Write out each entry, exactly the way it appears.
↓↓↓
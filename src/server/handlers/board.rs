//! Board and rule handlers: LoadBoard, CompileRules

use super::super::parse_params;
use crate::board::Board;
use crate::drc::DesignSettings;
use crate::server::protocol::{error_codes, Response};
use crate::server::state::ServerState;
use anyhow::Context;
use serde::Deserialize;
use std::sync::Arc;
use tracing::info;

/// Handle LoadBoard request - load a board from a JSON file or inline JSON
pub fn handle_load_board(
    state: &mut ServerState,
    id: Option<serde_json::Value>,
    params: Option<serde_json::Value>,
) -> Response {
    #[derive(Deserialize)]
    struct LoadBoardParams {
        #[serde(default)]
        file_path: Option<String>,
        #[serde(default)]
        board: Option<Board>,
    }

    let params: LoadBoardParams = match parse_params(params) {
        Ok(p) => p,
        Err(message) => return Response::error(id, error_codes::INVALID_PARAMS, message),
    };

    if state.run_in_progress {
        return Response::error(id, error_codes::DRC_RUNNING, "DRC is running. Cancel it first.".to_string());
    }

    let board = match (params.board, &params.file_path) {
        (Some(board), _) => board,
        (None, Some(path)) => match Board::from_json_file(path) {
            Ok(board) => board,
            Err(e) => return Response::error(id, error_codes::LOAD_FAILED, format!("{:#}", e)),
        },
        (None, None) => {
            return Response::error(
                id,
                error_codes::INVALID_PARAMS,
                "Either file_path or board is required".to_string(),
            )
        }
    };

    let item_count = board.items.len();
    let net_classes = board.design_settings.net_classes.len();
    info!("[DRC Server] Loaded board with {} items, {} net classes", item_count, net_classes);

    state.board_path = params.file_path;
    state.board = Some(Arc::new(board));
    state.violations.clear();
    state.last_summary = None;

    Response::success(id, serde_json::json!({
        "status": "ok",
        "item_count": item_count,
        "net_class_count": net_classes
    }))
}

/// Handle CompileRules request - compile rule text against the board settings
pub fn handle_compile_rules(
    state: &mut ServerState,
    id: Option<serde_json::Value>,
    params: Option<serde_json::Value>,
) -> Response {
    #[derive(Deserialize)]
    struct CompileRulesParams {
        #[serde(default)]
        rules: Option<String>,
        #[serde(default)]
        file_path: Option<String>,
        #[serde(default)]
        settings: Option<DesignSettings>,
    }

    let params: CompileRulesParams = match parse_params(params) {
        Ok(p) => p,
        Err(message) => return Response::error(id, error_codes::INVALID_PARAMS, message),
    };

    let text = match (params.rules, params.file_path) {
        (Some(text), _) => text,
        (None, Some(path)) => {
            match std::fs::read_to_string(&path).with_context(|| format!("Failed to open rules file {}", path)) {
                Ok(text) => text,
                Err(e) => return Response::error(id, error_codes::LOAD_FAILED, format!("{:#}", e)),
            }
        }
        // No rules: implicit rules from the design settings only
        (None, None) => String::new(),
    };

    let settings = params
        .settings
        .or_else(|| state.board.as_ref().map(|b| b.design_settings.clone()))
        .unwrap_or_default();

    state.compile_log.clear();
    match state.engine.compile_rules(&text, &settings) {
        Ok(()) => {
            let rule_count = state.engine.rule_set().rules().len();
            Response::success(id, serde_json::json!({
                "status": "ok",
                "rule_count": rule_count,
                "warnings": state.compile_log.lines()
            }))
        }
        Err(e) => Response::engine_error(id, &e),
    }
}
↑↑↑
Answer box:
filename src/server/handlers/board.rs
//! Board and rule handlers: LoadBoard, CompileRules

use super::super::parse_params;
use crate::board::Board;
use crate::drc::DesignSettings;
use crate::server::protocol::{error_codes, Response};
use crate::server::state::ServerState;
use anyhow::Context;
use serde::Deserialize;
use std::sync::Arc;
use tracing::info;

/// Handle LoadBoard request - load a board from a JSON file or inline JSON
pub fn handle_load_board(
    state: &mut ServerState,
    id: Option<serde_json::Value>,
    params: Option<serde_json::Value>,
) -> Response {
    #[derive(Deserialize)]
    struct LoadBoardParams {
        #[serde(default)]
        file_path: Option<String>,
        #[serde(default)]
        board: Option<Board>,
    }

    let params: LoadBoardParams = match parse_params(params) {
        Ok(p) => p,
        Err(message) => return Response::error(id, error_codes::INVALID_PARAMS, message),
    };

    if state.run_in_progress {
        return Response::error(id, error_codes::DRC_RUNNING, "DRC is running. Cancel it first.".to_string());
    }

    let board = match (params.board, &params.file_path) {
        (Some(board), _) => board,
        (None, Some(path)) => match Board::from_json_file(path) {
            Ok(board) => board,
            Err(e) => return Response::error(id, error_codes::LOAD_FAILED, format!("{:#}", e)),
        },
        (None, None) => {
            return Response::error(
                id,
                error_codes::INVALID_PARAMS,
                "Either file_path or board is required".to_string(),
            )
        }
    };

    let item_count = board.items.len();
    let net_classes = board.design_settings.net_classes.len();
    info!("[DRC Server] Loaded board with {} items, {} net classes", item_count, net_classes);

    state.board_path = params.file_path;
    state.board = Some(Arc::new(board));
    state.violations.clear();
    state.last_summary = None;

    Response::success(id, serde_json::json!({
        "status": "ok",
        "item_count": item_count,
        "net_class_count": net_classes
    }))
}

/// Handle CompileRules request - compile rule text against the board settings
pub fn handle_compile_rules(
    state: &mut ServerState,
    id: Option<serde_json::Value>,
    params: Option<serde_json::Value>,
) -> Response {
    #[derive(Deserialize)]
    struct CompileRulesParams {
        #[serde(default)]
        rules: Option<String>,
        #[serde(default)]
        file_path: Option<String>,
        #[serde(default)]
        settings: Option<DesignSettings>,
    }

    let params: CompileRulesParams = match parse_params(params) {
        Ok(p) => p,
        Err(message) => return Response::error(id, error_codes::INVALID_PARAMS, message),
    };

    let text = match (params.rules, params.file_path) {
        (Some(text), _) => text,
        (None, Some(path)) => {
            match std::fs::read_to_string(&path).with_context(|| format!("Failed to open rules file {}", path)) {
                Ok(text) => text,
                Err(e) => return Response::error(id, error_codes::LOAD_FAILED, format!("{:#}", e)),
            }
        }
        // No rules: implicit rules from the design settings only
        (None, None) => String::new(),
    };

    let settings = params
        .settings
        .or_else(|| state.board.as_ref().map(|b| b.design_settings.clone()))
        .unwrap_or_default();

    state.compile_log.clear();
    match state.engine.compile_rules(&text, &settings) {
        Ok(()) => {
            let rule_count = state.engine.rule_set().rules().len();
            Response::success(id, serde_json::json!({
                "status": "ok",
                "rule_count": rule_count,
                "warnings": state.compile_log.lines()
            }))
        }
        Err(e) => Response::engine_error(id, &e),
    }
}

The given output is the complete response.